They opened the door quietly, hoping not to disturb Hollis’s work/QVC watching. The moment Colin closed the door, the phone rang.
“Hello,” he heard Hollis say from inside the kitchen. Lindsey grabbed Colin then and pulled him over against the wall, where they could listen without being seen.
“Well, leave it out for the garbage men, then,” Hollis said. “What a bunch of bullshit. . . . They can’t charge you to pick up trash; that’s why we pay taxes. . . . Well, I’m sorry, Roy, but that’s bullshit. . . . No, we can’t afford it, believe me. . . . No. Absolutely not. . . . Well, I don’t know, Roy. . . . No, I understand the problem. . . . Hold on, I’m thinking. Christ, my daughter’s gonna be home any second. . . . What about that field back there? We own that field, right? . . . Yeah, exactly. . . . All you need is a goddamned bulldozer and a forklift. . . . Well, I don’t like it either, but unless you’ve got another idea. . . . Fine. I’ll see you on Thursday.” The phone clanked against the receiver.
“Hollis,” Lindsey whispered, “owes a shitload of money to the swear jar.” Then she led Colin through the hall and into the game room. “Out the window,” she whispered. Colin raised the slim window facing the front yard as quietly as he could, and then motioned to the screen. He would have said something about the screen, but he knew he couldn’t whisper.
“Christ, it’s like you never snuck out of a house before,” Lindsey whispered. She pressed at the corners of the screen and then lifted it up. She squirmed out headfirst, her skinny legs kicking slightly as she did a somersault onto the front lawn. Colin followed, feet first, trying a kind of limbo strategy that looked ridiculous.
Having successfully sneaked out of the house, Lindsey and Colin brushed themselves off, ambled to the front door, and opened it.

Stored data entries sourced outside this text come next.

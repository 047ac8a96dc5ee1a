//! Query construction and cursor pagination.
//!
//! A query starts from one of the entity entry points on
//! [`OpenAireClient`](crate::OpenAireClient), is refined through
//! [`QueryBuilder`] methods, and is then run in one of three modes:
//! [`execute`](QueryBuilder::execute) for the first page,
//! [`materialize_all`](QueryBuilder::materialize_all) for every record, or
//! [`iterate_pages`](QueryBuilder::iterate_pages) for a lazy page sequence.

mod builder;
mod engine;
mod entity;
mod filter;
mod order;
mod page;
mod pages;
mod spec;
mod vocabulary;

pub use builder::DataSources;
pub use builder::DataSourcesQuery;
pub use builder::EntityKind;
pub use builder::Organizations;
pub use builder::OrganizationsQuery;
pub use builder::Projects;
pub use builder::ProjectsQuery;
pub use builder::QueryBuilder;
pub use builder::ResearchProducts;
pub use builder::ResearchProductsQuery;
pub use engine::PagerState;
pub use entity::EntityDescriptor;
pub use entity::EntityType;
pub use entity::FieldDef;
pub use entity::FieldKind;
pub use entity::SortDef;
pub use filter::Condition;
pub use filter::FilterSet;
pub use filter::Operator;
pub use order::Direction;
pub use order::SortSpec;
pub use page::PageResult;
pub use page::Record;
pub use pages::Pages;
pub use spec::CursorToken;
pub use spec::QuerySpec;
pub use spec::DEFAULT_PAGE_SIZE;
pub use spec::INITIAL_CURSOR;
pub use spec::MAX_PAGE_SIZE;
pub use vocabulary::AccessRight;
pub use vocabulary::ImpactClass;
pub use vocabulary::OpenAccessColor;
pub use vocabulary::ProductType;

“Hollis,” Lindsey called, “we’re home!” Hollis was seated on the couch, a pile of papers in her lap. She turned to them and smiled.
“Hey,” Hollis said, all trace of anger gone from her voice. “D’y’all have fun?”
Lindsey looked at Colin, and not at Hollis. “I’ve rarely had so much fun in my life,” she said.
“I bet,” said Hollis, who didn’t seem to be listening.
• • •
“It was the warehouse.” Colin spoke softly, conspiratorially, as they climbed the stairs. “She goes to the warehouse on Thursdays.”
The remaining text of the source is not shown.